Opened 7 years ago

Closed 6 years ago

#13768 closed bug (fixed)

USB hub spamming syslog

Reported by: humdinger Owned by: nobody
Priority: normal Milestone: R1/beta2
Component: Drivers/USB/XHCI Version: R1/Development
Keywords: Cc:
Blocked By: Blocking:
Platform: All

Description

This is hrev51536.

Since the USB3 changes in hrev51533 I un-blacklisted xhci and now see the syslog being continously spammed with:

KERN: usb hub 2: KERN: port 15 is not in an over current state
KERN: usb hub 2: port 15 was reset
KERN: usb hub 2: port 16 is not suspended
KERN: usb hub 2: port 16 is not in an over current state
KERN: usb hub 2: port 16 was reset
KERN: usb hub 2: port 17 is not suspended
KERN: usb hub 2: port 17 is not in an over current state
KERN: usb hub 2: port 17 was reset
KERN: usb hub 2: port 18 is not suspended
KERN: usb hub 2: port 18 is not in an over current state
KERN: usb hub 2: port 18 was reset
KERN: usb hub 2: port 15 is not suspended
KERN: usb hub 2: KERN: port 15 is not in an over current state
KERN: usb hub 2: port 15 was reset
KERN: usb hub 2: port 16 is not suspended
KERN: usb hub 2: port 16 is not in an over current state
KERN: usb hub 2: port 16 was reset
KERN: usb hub 2: port 17 is not suspended
KERN: usb hub 2: port 17 is not in an over current state
KERN: usb hub 2: port 17 was reset
KERN: usb hub 2: port 18 is not suspended
KERN: usb hub 2: port 18 is not in an over current state
KERN: usb hub 2: port 18 was reset
KERN: usb hub 2: port 15 is not suspended
KERN: usb hub 2: KERN: port 15 is not in an over current state
KERN: usb hub 2: port 15 was reset
KERN: usb hub 2: port 16 is not suspended
KERN: usb hub 2: port 16 is not in an over current state
KERN: usb hub 2: port 16 was reset
KERN: usb hub 2: port 17 is not suspended
KERN: usb hub 2: KERN: port 17 is not in an over current state
KERN: usb hub 2: port 17 was reset
KERN: usb hub 2: port 18 is not suspended
KERN: usb hub 2: port 18 is not in an over current state
KERN: usb hub 2: port 18 was reset

Attachments (8)

syslog_blacklisted_xhci.txt (258.3 KB ) - added by humdinger 7 years ago.
All OK when XHCI is blacklisted
syslog_spam.txt (267.9 KB ) - added by humdinger 7 years ago.
Spamming after a 'warm' reboot
syslog_No_spam.txt (258.7 KB ) - added by humdinger 7 years ago.
No spamming when clean booting from powered off
cold_vs_warm.diff (192.0 KB ) - added by waddlesplash 7 years ago.
0001-xhci-fix-hub-descriptor-command-request.patch (1.1 KB ) - added by GregCrain 7 years ago.
syslog (291.9 KB ) - added by hugeping 6 years ago.
usb3.patch (1.9 KB ) - added by hugeping 6 years ago.
Clear status fix
0001-xhci-GetPortStatus-ClearPortFeature-PS_PLC-PS_WRC-fi.patch (2.4 KB ) - added by hugeping 6 years ago.

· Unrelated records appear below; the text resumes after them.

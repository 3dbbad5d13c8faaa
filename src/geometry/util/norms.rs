//! Vector norm and distance computations.
//!
//! This module provides numerically stable functions for computing norms and
//! distances of d-dimensional vectors stored as slices.

/// Euclidean norm, scaled by the largest component to avoid overflow.
///
/// # Examples
///
/// ```
/// use tessellation::geometry::util::hypot;
///
/// assert_eq!(hypot(&[3.0, 4.0]), 5.0);
/// assert_eq!(hypot(&[1.0, 2.0, 2.0]), 3.0);
/// assert_eq!(hypot(&[1.0, 1.0, 1.0, 1.0]), 2.0);
/// ```
#[must_use]
pub fn hypot(coords: &[f64]) -> f64 {
    match coords.len() {
        0 => 0.0,
        1 => coords[0].abs(),
        2 => coords[0].hypot(coords[1]),
        _ => {
            let max_abs = coords.iter().map(|x| x.abs()).fold(0.0f64, f64::max);
            if max_abs == 0.0 || !max_abs.is_finite() {
                return max_abs;
            }
            let sum_of_scaled_squares: f64 = coords
                .iter()
                .map(|&x| {
                    let scaled = x / max_abs;
                    scaled * scaled
                })
                .sum();
            max_abs * sum_of_scaled_squares.sqrt()
        }
    }
}

/// Dot product of two equally long vectors.
#[must_use]
pub fn dot(a: &[f64], b: &[f64]) -> f64 {
    debug_assert_eq!(a.len(), b.len());
    a.iter().zip(b).map(|(x, y)| x * y).sum()
}

/// Squared Euclidean distance between two points.
#[must_use]
pub fn squared_distance(a: &[f64], b: &[f64]) -> f64 {
    debug_assert_eq!(a.len(), b.len());
    a.iter().zip(b).map(|(x, y)| (x - y) * (x - y)).sum()
}

/// Euclidean distance between two points.
///
/// NaN coordinates propagate to a NaN distance.
///
/// # Examples
///
/// ```
/// use tessellation::geometry::util::distance;
///
/// assert_eq!(distance(&[0.0, 0.0], &[3.0, 4.0]), 5.0);
/// assert!(distance(&[f64::NAN, 0.0], &[3.0, 4.0]).is_nan());
/// ```
#[must_use]
pub fn distance(a: &[f64], b: &[f64]) -> f64 {
    squared_distance(a, b).sqrt()
}

/// Midpoint of two points.
#[must_use]
pub fn midpoint(a: &[f64], b: &[f64]) -> Vec<f64> {
    a.iter().zip(b).map(|(x, y)| 0.5 * (x + y)).collect()
}

/// Scale `v` to unit length in place and return its original norm.
///
/// A zero vector becomes the uniform unit vector `(1/√d, …, 1/√d)`, so the
/// result is always a unit vector for finite input.
///
/// # Examples
///
/// ```
/// use tessellation::geometry::util::normalize;
///
/// let mut v = vec![3.0, 4.0];
/// assert_eq!(normalize(&mut v), 5.0);
/// assert_eq!(v, vec![0.6, 0.8]);
/// ```
pub fn normalize(v: &mut [f64]) -> f64 {
    let norm = hypot(v);
    if norm > 0.0 {
        for x in v.iter_mut() {
            *x /= norm;
        }
    } else if !v.is_empty() {
        let uniform = (1.0 / v.len() as f64).sqrt();
        v.fill(uniform);
    }
    norm
}
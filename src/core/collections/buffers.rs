use super::{MAX_PRACTICAL_DIMENSION_SIZE, SmallBuffer};

// =============================================================================
// SIMPLEX BUFFER TYPES
// =============================================================================

/// Sorted site ids of a single simplex (`dim + 1` for a tile, `dim` for a ridge).
///
/// # Examples
///
/// ```rust
/// use tessellation::core::collections::SiteIdBuffer;
///
/// let ids: SiteIdBuffer = [0, 3, 5].into_iter().collect();
/// assert_eq!(ids.as_slice(), &[0, 3, 5]);
/// ```
pub type SiteIdBuffer = SmallBuffer<usize, MAX_PRACTICAL_DIMENSION_SIZE>;

/// Ids of the tiles adjacent to a tile (at most `dim + 1`).
pub type NeighborBuffer = SmallBuffer<usize, MAX_PRACTICAL_DIMENSION_SIZE>;

/// Ridge ids of a single tile (exactly `dim + 1`).
pub type RidgeIdBuffer = SmallBuffer<usize, MAX_PRACTICAL_DIMENSION_SIZE>;

/// Ridges sharing one site-id key.
///
/// A well-formed tessellation has one ridge per key; degenerate input can
/// produce a handful more, so two inline slots are enough.
pub type RidgeCandidateBuffer = SmallBuffer<usize, 2>;
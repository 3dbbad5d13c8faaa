use rustc_hash::{FxBuildHasher, FxHashMap, FxHashSet};
use smallvec::SmallVec;

// =============================================================================
// CORE OPTIMIZED TYPES
// =============================================================================

/// Optimized `HashMap` type for the pipeline's internal lookups.
/// Uses `rustc_hash::FxHasher` for faster hashing in non-cryptographic contexts.
///
/// # Security Warning
///
/// ⚠️ **Not DoS-resistant**: keys are always ids produced by this crate, never
/// attacker-controlled data.
///
/// # Examples
///
/// ```rust
/// use tessellation::core::collections::FastHashMap;
///
/// let mut map: FastHashMap<u64, usize> = FastHashMap::default();
/// map.insert(123, 456);
/// ```
pub type FastHashMap<K, V> = FxHashMap<K, V>;

/// Build hasher that instantiates `FxHasher`.
pub type FastBuildHasher = FxBuildHasher;

/// Re-export the Entry enum for `FastHashMap`.
pub use std::collections::hash_map::Entry;

/// Optimized `HashSet` type for membership tests on ids.
///
/// # Examples
///
/// ```rust
/// use tessellation::core::collections::FastHashSet;
///
/// let mut set: FastHashSet<usize> = FastHashSet::default();
/// set.insert(7);
/// assert!(set.contains(&7));
/// ```
pub type FastHashSet<T> = FxHashSet<T>;

/// Small-optimized Vec that stays on the stack for up to `N` elements.
///
/// # Examples
///
/// ```rust
/// use tessellation::core::collections::SmallBuffer;
///
/// let mut buffer: SmallBuffer<usize, 8> = SmallBuffer::new();
/// for i in 0..5 {
///     buffer.push(i);
/// }
/// assert!(!buffer.spilled());
/// ```
pub type SmallBuffer<T, const N: usize> = SmallVec<[T; N]>;

// =============================================================================
// SEMANTIC SIZE CONSTANTS
// =============================================================================

/// Maximum practical simplex size kept inline.
///
/// A `dim`-simplex has `dim + 1` vertices, so 8 covers tiles up to 7D and ridges
/// up to 8D before spilling to the heap.
pub const MAX_PRACTICAL_DIMENSION_SIZE: usize = 8;

#[cfg(test)]
mod tests {
    use super::*;

    #[test]
    fn test_fast_collections_basic_operations() {
        let mut map: FastHashMap<u64, usize> = FastHashMap::default();
        assert!(map.is_empty());
        map.insert(123, 456);
        assert_eq!(map.get(&123), Some(&456));

        let mut set: FastHashSet<usize> = FastHashSet::default();
        assert!(set.insert(3));
        assert!(!set.insert(3));
        assert_eq!(set.len(), 1);
    }

    #[test]
    fn test_small_buffer_spills_past_inline_capacity() {
        let mut buffer: SmallBuffer<usize, MAX_PRACTICAL_DIMENSION_SIZE> = SmallBuffer::new();
        buffer.extend(0..MAX_PRACTICAL_DIMENSION_SIZE);
        assert!(!buffer.spilled());
        buffer.push(99);
        assert!(buffer.spilled());
    }
}
//! Circumsphere calculations for simplices.
//!
//! This module provides functions for computing the circumcenter and circumradius
//! of simplices in d-dimensional space.

use nalgebra::{DMatrix, DVector};

use super::norms::squared_distance;
use crate::geometry::matrix::{SINGULARITY_TOLERANCE, adaptive_tolerance};

// Re-export error type
pub use super::CircumcenterError;

/// Calculate the circumcenter of a set of points forming a simplex.
///
/// The circumcenter C of a simplex with points `x_0`, …, `x_d` solves
///
/// C = `x_0` + 1/2 (A^-1 b)
///
/// where row `i` of A is `x_{i+1} - x_0` and `b_i = |x_{i+1} - x_0|²`
/// (the perpendicular bisectors of the edges through `x_0`).
///
/// # Errors
///
/// Returns an error if:
/// - The point set is empty
/// - The number of points is not `dim + 1`
/// - The system is singular (flat simplex)
///
/// # Example
///
/// ```
/// use tessellation::geometry::util::circumcenter;
///
/// let points: [&[f64]; 4] = [
///     &[0.0, 0.0, 0.0],
///     &[1.0, 0.0, 0.0],
///     &[0.0, 1.0, 0.0],
///     &[0.0, 0.0, 1.0],
/// ];
/// let center = circumcenter(&points).unwrap();
/// assert_eq!(center, vec![0.5, 0.5, 0.5]);
/// ```
pub fn circumcenter(points: &[&[f64]]) -> Result<Vec<f64>, CircumcenterError> {
    let (origin, rest) = points.split_first().ok_or(CircumcenterError::EmptyPointSet)?;
    let dim = origin.len();
    if points.len() != dim + 1 || rest.iter().any(|p| p.len() != dim) {
        return Err(CircumcenterError::InvalidSimplex {
            actual: points.len(),
            expected: dim + 1,
            dimension: dim,
        });
    }

    let a = DMatrix::from_fn(dim, dim, |r, c| rest[r][c] - origin[c]);
    let b = DVector::from_fn(dim, |r, _| squared_distance(rest[r], origin));

    let tolerance = adaptive_tolerance(&a, SINGULARITY_TOLERANCE);
    let lu = a.lu();
    let pivots_ok = lu
        .u()
        .diagonal()
        .iter()
        .all(|pivot| pivot.is_finite() && pivot.abs() > tolerance);
    if !pivots_ok {
        return Err(CircumcenterError::MatrixInversionFailed {
            details: "LU factorization found a near-zero pivot (flat simplex)".to_string(),
        });
    }
    let x = lu
        .solve(&b)
        .ok_or_else(|| CircumcenterError::MatrixInversionFailed {
            details: "LU solve failed".to_string(),
        })?;

    Ok(origin
        .iter()
        .zip(x.iter())
        .map(|(o, xi)| o + 0.5 * xi)
        .collect())
}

Download all attachments as: .zip

Change History (31)

comment:1 by waddlesplash, 7 years ago

Component: Drivers/USB/XHCIDrivers/USB
Owner: changed from nobody to mmlr

Those messages are coming from the USB hub manager, which has them as TRACE_ALWAYS which seems odd: http://xref.plausible.coop/source/xref/haiku/src/add-ons/kernel/bus_managers/usb/Hub.cpp#325

comment:2 by humdinger, 7 years ago

I've switched to another port and that one isn't spamming the syslog (at least for this session...)

in reply to:  1 ; comment:3 by mmlr, 7 years ago

Component: Drivers/USBDrivers/USB/XHCI
Owner: changed from mmlr to nobody

Replying to waddlesplash:

Those messages are coming from the USB hub manager, which has them as TRACE_ALWAYS which seems odd

It's not odd, it's supposed to always be logged. These are change indicator bits, which are then acknowledged through the following clear feature request.

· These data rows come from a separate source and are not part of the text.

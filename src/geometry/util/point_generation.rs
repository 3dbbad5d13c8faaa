//! Random and structured site generation for tests, benchmarks and demos.
//!
//! Sites are produced in the flattened layout the tessellation consumes:
//! `n` points of `dim` coordinates each, stored point after point.

use rand::{Rng, SeedableRng};
use thiserror::Error;

use crate::core::collections::FastHashSet;

/// Errors that can occur while generating sites.
#[derive(Clone, Debug, Error, PartialEq)]
pub enum RandomPointGenerationError {
    /// The coordinate range is empty or not finite.
    #[error("Invalid coordinate range: min={min}, max={max}")]
    InvalidRange {
        /// Lower bound.
        min: f64,
        /// Upper bound.
        max: f64,
    },
    /// Zero-dimensional sites were requested.
    #[error("Dimension must be at least 1")]
    ZeroDimension,
}

/// Generate `n_points` uniformly random sites in `[range.0, range.1)^dim`.
///
/// The same seed always yields the same sites.
///
/// # Errors
///
/// Returns an error if `dim == 0` or the range is empty or not finite.
///
/// # Examples
///
/// ```
/// use tessellation::geometry::util::generate_random_sites_seeded;
///
/// let a = generate_random_sites_seeded(10, 3, (-1.0, 1.0), 42).unwrap();
/// let b = generate_random_sites_seeded(10, 3, (-1.0, 1.0), 42).unwrap();
/// assert_eq!(a.len(), 30);
/// assert_eq!(a, b);
/// ```
pub fn generate_random_sites_seeded(
    n_points: usize,
    dim: usize,
    range: (f64, f64),
    seed: u64,
) -> Result<Vec<f64>, RandomPointGenerationError> {
    if dim == 0 {
        return Err(RandomPointGenerationError::ZeroDimension);
    }
    if !(range.0.is_finite() && range.1.is_finite()) || range.0 >= range.1 {
        return Err(RandomPointGenerationError::InvalidRange {
            min: range.0,
            max: range.1,
        });
    }

    let mut rng = rand::rngs::StdRng::seed_from_u64(seed);
    Ok((0..n_points * dim)
        .map(|_| rng.random_range(range.0..range.1))
        .collect())
}

/// Generate up to `n_points` distinct sites on the integer lattice
/// `{0, .., side - 1}^dim`.
///
/// Random sites in `[0, side)^dim` are floored and repeats are dropped, keeping
/// the first occurrence. Such sites are heavily cospherical and coplanar.
///
/// # Errors
///
/// Returns an error if `dim == 0` or `side == 0`.
///
/// # Examples
///
/// ```
/// use tessellation::geometry::util::generate_lattice_sites_seeded;
///
/// let sites = generate_lattice_sites_seeded(40, 2, 3, 5).unwrap();
/// assert!(sites.len() <= 9 * 2);
/// assert!(sites.iter().all(|x| x.fract() == 0.0 && (0.0..3.0).contains(x)));
/// ```
pub fn generate_lattice_sites_seeded(
    n_points: usize,
    dim: usize,
    side: u32,
    seed: u64,
) -> Result<Vec<f64>, RandomPointGenerationError> {
    let sites = generate_random_sites_seeded(n_points, dim, (0.0, f64::from(side)), seed)?;
    let mut seen: FastHashSet<Vec<u64>> = FastHashSet::default();
    let mut lattice = Vec::with_capacity(sites.len());
    for site in sites.chunks_exact(dim) {
        let floored: Vec<f64> = site.iter().map(|x| x.floor()).collect();
        if seen.insert(floored.iter().map(|x| x.to_bits()).collect()) {
            lattice.extend(floored);
        }
    }
    Ok(lattice)
}

/// Corners of the unit hypercube `[0, 1]^dim`, in binary counting order.
///
/// Corner `i` has coordinate `k` equal to bit `k` of `i`.
///
/// # Examples
///
/// ```
/// use tessellation::geometry::util::unit_hypercube_sites;
///
/// assert_eq!(
///     unit_hypercube_sites(2),
///     vec![0.0, 0.0, 1.0, 0.0, 0.0, 1.0, 1.0, 1.0]
/// );
/// ```
#[must_use]
pub fn unit_hypercube_sites(dim: usize) -> Vec<f64> {
    let corners = 1usize << dim;
    let mut sites = Vec::with_capacity(corners * dim);
    for i in 0..corners {
        for k in 0..dim {
            sites.push(if (i >> k) & 1 == 1 { 1.0 } else { 0.0 });
        }
    }
    sites
}
use super::{FastBuildHasher, FastHashMap};

/// Creates a `FastHashMap` with pre-allocated capacity.
///
/// # Examples
///
/// ```rust
/// use tessellation::core::collections::fast_hash_map_with_capacity;
///
/// let map = fast_hash_map_with_capacity::<u64, usize>(100);
/// assert!(map.capacity() >= 100);
/// ```
#[must_use]
pub fn fast_hash_map_with_capacity<K, V>(capacity: usize) -> FastHashMap<K, V> {
    FastHashMap::with_capacity_and_hasher(capacity, FastBuildHasher::default())
}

Since it's unlikely that the bits actually toggle the whole time, I'd guess that the clear feature request to reset them just doesn't go through. That would then be an issue in the corresponding driver.

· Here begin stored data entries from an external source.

//! The cross-referenced Delaunay/Voronoi tessellation.
//!
//! A [`Tessellation`] owns three dense arrays: [`Site`]s (the input points),
//! [`Tile`]s (Delaunay simplices) and [`Subtile`]s (ridges shared by adjacent
//! tiles, dual to Voronoi edges). Every cross-reference is an index into one of
//! them.
//!
//! # Pipeline
//!
//! 1. a [`HullComputation`] produces the [`FacetGraph`] of the lifted sites;
//! 2. [`FacetFilter`] keeps the lower, optionally non-degenerate, facets;
//! 3. [`compute_tile_geometry`] computes volumes and circumcenters;
//! 4. [`assemble_tiles`] builds the tile records;
//! 5. [`build_site_adjacency`] links sites to sites and tiles;
//! 6. [`extract_ridges`] and [`index_ridges`] emit the subtiles and link them.
//!
//! # Examples
//!
//! ```rust
//! use tessellation::prelude::*;
//!
//! // Unit square: its four corners are cocircular.
//! let sites = [0.0, 0.0, 1.0, 0.0, 1.0, 1.0, 0.0, 1.0];
//! let options = TessellationOptions { at_infinity: true, ..TessellationOptions::default() };
//! let tess = Tessellation::new(&sites, 2, &options).unwrap();
//!
//! assert_eq!(tess.number_of_tiles(), 2);
//! assert_eq!(tess.number_of_subtiles(), 5);
//! assert_eq!(tess.boundary_subtiles().count(), 4);
//! assert!((tess.total_volume() - 1.0).abs() < 1e-12);
//! assert!(tess.validate().is_ok());
//! ```

#![forbid(unsafe_code)]

use thiserror::Error;
use tracing::debug;

use crate::core::algorithms::centers::compute_tile_geometry;
use crate::core::algorithms::facet_filter::FacetFilter;
use crate::core::algorithms::ridges::{extract_ridges, index_ridges};
use crate::core::algorithms::site_adjacency::build_site_adjacency;
use crate::core::algorithms::tiles::assemble_tiles;
use crate::core::builder::TessellationOptions;
use crate::core::facet_graph::{
    EXIT_INPUT, EXIT_INTERNAL, FacetGraph, HullComputation, HullError,
};
use crate::core::site::Site;
use crate::core::subtile::Subtile;
use crate::core::tile::Tile;
use crate::core::validation::{TessellationValidationError, validate_tessellation};
use crate::core::voronoi::VoronoiCell;
use crate::geometry::algorithms::lifted_hull::LiftedHull;
use crate::geometry::util::CircumcenterError;

/// Errors that can occur while building a tessellation.
#[derive(Clone, Debug, Error, PartialEq)]
pub enum TessellationError {
    /// The input violates a precondition; nothing was computed.
    #[error("Invalid input: {message}")]
    InvalidInput {
        /// Description of the violation.
        message: String,
    },
    /// The hull computation failed; no tessellation is produced.
    #[error("Hull computation failed with exit code {code}: {0}", code = .0.exit_code())]
    Hull(#[from] HullError),
    /// A kept facet could not be measured.
    #[error("Geometry computation failed: {0}")]
    Geometry(#[from] CircumcenterError),
}

impl TessellationError {
    /// Numeric exit code, the hull's own code for hull failures.
    #[must_use]
    pub const fn exit_code(&self) -> u32 {
        match self {
            Self::InvalidInput { .. } => EXIT_INPUT,
            Self::Hull(err) => err.exit_code(),
            Self::Geometry(_) => EXIT_INTERNAL,
        }
    }
}

fn invalid(message: String) -> TessellationError {
    TessellationError::InvalidInput { message }
}

/// Reject inputs the pipeline is not defined for. Returns the number of sites.
fn check_input(
    sites: &[f64],
    dim: usize,
    options: &TessellationOptions,
) -> Result<usize, TessellationError> {
    if dim < 2 {
        return Err(invalid(format!("dimension must be at least 2, got {dim}")));
    }
    if sites.len() % dim != 0 {
        return Err(invalid(format!(
            "{} coordinates do not split into points of dimension {dim}",
            sites.len()
        )));
    }
    let n = sites.len() / dim;
    if n <= dim {
        return Err(invalid(format!(
            "{n} sites cannot span dimension {dim}, need at least {}",
            dim + 1
        )));
    }
    if let Some(index) = sites.iter().position(|x| !x.is_finite()) {
        return Err(invalid(format!(
            "site {} has non-finite coordinate {} on axis {}",
            index / dim,
            sites[index],
            index % dim
        )));
    }
    options.check().map_err(invalid)?;
    Ok(n)
}

/// Delaunay tessellation with its Voronoi dual, fully cross-referenced.
#[derive(Clone, Debug, PartialEq)]
pub struct Tessellation {
    dim: usize,
    sites: Vec<Site>,
    tiles: Vec<Tile>,
    subtiles: Vec<Subtile>,
    interior_point: Vec<f64>,
}

impl Tessellation {
    /// Tessellate `sites` (flattened, `dim` coordinates per site) using the
    /// built-in [`LiftedHull`].
    ///
    /// # Errors
    ///
    /// Returns [`TessellationError::InvalidInput`] for `dim < 2`, a coordinate
    /// count that is not a multiple of `dim`, at most `dim` sites, non-finite
    /// coordinates, or a bad volume threshold; [`TessellationError::Hull`] if
    /// the hull cannot be computed, e.g. cospherical sites without
    /// `at_infinity`.
    ///
    /// # Examples
    ///
    /// ```rust
    /// use tessellation::prelude::*;
    ///
    /// let sites = [0.0, 0.0, 1.0, 0.0, 1.0, 1.0, 0.0, 1.0];
    /// let err = Tessellation::new(&sites, 2, &TessellationOptions::default()).unwrap_err();
    /// assert_eq!(err.exit_code(), 2);
    /// ```
    pub fn new(
        sites: &[f64],
        dim: usize,
        options: &TessellationOptions,
    ) -> Result<Self, TessellationError> {
        Self::with_hull(sites, dim, options, &LiftedHull::default())
    }

    /// Tessellate `sites` with a caller-supplied hull computation.
    ///
    /// # Errors
    ///
    /// Same as [`Tessellation::new`].
    pub fn with_hull<H>(
        sites: &[f64],
        dim: usize,
        options: &TessellationOptions,
        hull: &H,
    ) -> Result<Self, TessellationError>
    where
        H: HullComputation + ?Sized,
    {
        check_input(sites, dim, options)?;
        let graph = hull.compute(sites, dim, options.at_infinity)?;
        Self::from_facet_graph(sites, dim, &graph, options)
    }

    /// Run the pipeline on an already computed facet graph.
    ///
    /// # Errors
    ///
    /// Returns [`TessellationError::InvalidInput`] for the conditions listed
    /// on [`Tessellation::new`], if the graph was computed for another
    /// dimension or site count, or if a kept facet references the point at
    /// infinity.
    pub fn from_facet_graph(
        sites: &[f64],
        dim: usize,
        graph: &FacetGraph,
        options: &TessellationOptions,
    ) -> Result<Self, TessellationError> {
        let n = check_input(sites, dim, options)?;
        if graph.dim() != dim || graph.n_points() != n {
            return Err(invalid(format!(
                "facet graph is for {} sites in dimension {}, got {n} sites in dimension {dim}",
                graph.n_points(),
                graph.dim()
            )));
        }

        let filter = FacetFilter::new(graph, options.keep_degenerate);
        let at_infinity = filter
            .kept_facets()
            .iter()
            .find(|&&f| graph.facets()[f].vertices.iter().any(|&v| v >= n));
        if let Some(&f) = at_infinity {
            return Err(invalid(format!(
                "lower facet {f} references the point at infinity"
            )));
        }

        let geometry = compute_tile_geometry(sites, graph, &filter, options.volume_threshold)?;
        let mut tiles = assemble_tiles(sites, graph, &filter, geometry);
        let mut site_records = build_site_adjacency(n, &tiles);
        let subtiles = extract_ridges(sites, dim, &mut tiles, graph.interior_point())?;
        index_ridges(&mut site_records, &subtiles);

        debug!(
            dim,
            sites = n,
            tiles = tiles.len(),
            subtiles = subtiles.len(),
            "tessellation assembled"
        );
        Ok(Self {
            dim,
            sites: site_records,
            tiles,
            subtiles,
            interior_point: graph.interior_point().to_vec(),
        })
    }

    /// Dimension of the sites.
    #[inline]
    #[must_use]
    pub const fn dim(&self) -> usize {
        self.dim
    }

    /// Number of input sites.
    #[inline]
    #[must_use]
    pub fn number_of_sites(&self) -> usize {
        self.sites.len()
    }

    /// Number of tiles.
    #[inline]
    #[must_use]
    pub fn number_of_tiles(&self) -> usize {
        self.tiles.len()
    }

    /// Number of subtiles.
    #[inline]
    #[must_use]
    pub fn number_of_subtiles(&self) -> usize {
        self.subtiles.len()
    }

    /// All sites, indexed by input order.
    #[inline]
    #[must_use]
    pub fn sites(&self) -> &[Site] {
        &self.sites
    }

    /// All tiles, indexed by tile id.
    #[inline]
    #[must_use]
    pub fn tiles(&self) -> &[Tile] {
        &self.tiles
    }

    /// All subtiles, indexed by subtile id.
    #[inline]
    #[must_use]
    pub fn subtiles(&self) -> &[Subtile] {
        &self.subtiles
    }

    /// Site `id`, if it exists.
    #[inline]
    #[must_use]
    pub fn site(&self, id: usize) -> Option<&Site> {
        self.sites.get(id)
    }

    /// Tile `id`, if it exists.
    #[inline]
    #[must_use]
    pub fn tile(&self, id: usize) -> Option<&Tile> {
        self.tiles.get(id)
    }

    /// Subtile `id`, if it exists.
    #[inline]
    #[must_use]
    pub fn subtile(&self, id: usize) -> Option<&Subtile> {
        self.subtiles.get(id)
    }

    /// The interior reference point boundary normals point away from.
    #[inline]
    #[must_use]
    pub fn interior_point(&self) -> &[f64] {
        &self.interior_point
    }

    /// Subtiles bordering a single tile.
    pub fn boundary_subtiles(&self) -> impl Iterator<Item = &Subtile> + '_ {
        self.subtiles.iter().filter(|s| s.is_boundary())
    }

    /// Sum of the tile volumes. Without degenerate tiles this is the volume of
    /// the convex hull of the sites.
    #[must_use]
    pub fn total_volume(&self) -> f64 {
        self.tiles.iter().map(Tile::volume).sum()
    }

    /// Whether the Voronoi cell of `site` is bounded: the site belongs to some
    /// tile and to no boundary ridge. `None` if there is no such site.
    #[must_use]
    pub fn is_bounded_cell(&self, site: usize) -> Option<bool> {
        let record = self.sites.get(site)?;
        Some(
            !record.is_isolated()
                && record
                    .neighbor_ridges()
                    .iter()
                    .all(|&r| !self.subtiles[r].is_boundary()),
        )
    }

    /// The Voronoi cell of `site`, `None` if there is no such site.
    #[must_use]
    pub fn voronoi_cell(&self, site: usize) -> Option<VoronoiCell> {
        let record = self.sites.get(site)?;
        Some(VoronoiCell::from_site(record, &self.tiles, &self.subtiles))
    }

    /// Check the structural invariants of the tessellation.
    ///
    /// # Errors
    ///
    /// Returns the first violated invariant.
    pub fn validate(&self) -> Result<(), TessellationValidationError> {
        validate_tessellation(self.dim, &self.sites, &self.tiles, &self.subtiles)
    }
}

What's odd is that it apparently doesn't happen on another port. Is this a root port of the machine or is there an actual hub in between? A syslog may shed some more light on the actual topology and possible issues in setting up any ports.

comment:4 by humdinger, 7 years ago

New info: Apparently the spamming only happens when having rebooted. When cold starting after a real power-off shutdown, there's no syslog spamming.

Hardwareinfo:

listusb

062a:4102 /dev/bus/usb/0/1 "MosArt Semiconductor Corp." "2.4G Wireless Mouse" ver. 0312
8087:07da /dev/bus/usb/0/6 "Intel Corp." "" ver. 7869
04f2:b35a /dev/bus/usb/0/7 "Chicony Electronics Co., Ltd" "Chicony USB 2.0 Camera" ver. 9162
0000:0000 /dev/bus/usb/0/hub "HAIKU Inc." "XHCI RootHub" ver. 0300
8087:8008 /dev/bus/usb/1/0/hub "Intel Corp." "" ver. 0005
0000:0000 /dev/bus/usb/1/hub "HAIKU Inc." "EHCI RootHub" ver. 0200
8087:8000 /dev/bus/usb/2/0/hub "Intel Corp." "" ver. 0005
0000:0000 /dev/bus/usb/2/hub "HAIKU Inc." "EHCI RootHub" ver. 0200

listdev

device Serial bus controller (USB controller, EHCI) [c|3|20]
  vendor 8086: Intel Corporation
  device 8c26: 8 Series/C220 Series Chipset Family USB EHCI #1

device Serial bus controller (USB controller, EHCI) [c|3|20]
  vendor 8086: Intel Corporation
  device 8c2d: 8 Series/C220 Series Chipset Family USB EHCI #2

device Serial bus controller (USB controller, XHCI) [c|3|30]
  vendor 8086: Intel Corporation
  device 8c31: 8 Series/C220 Series Chipset Family USB xHCI

I attach a spamming and a non-spamming syslog, both when my wireless mouse toggle is in the USB3 port on the left of my norebook.

comment:5 by mmlr, 7 years ago

The syslogs are unfortunately incomplete. The USB initialization, where the hub topology would be visible isn't in there as it happens quite early.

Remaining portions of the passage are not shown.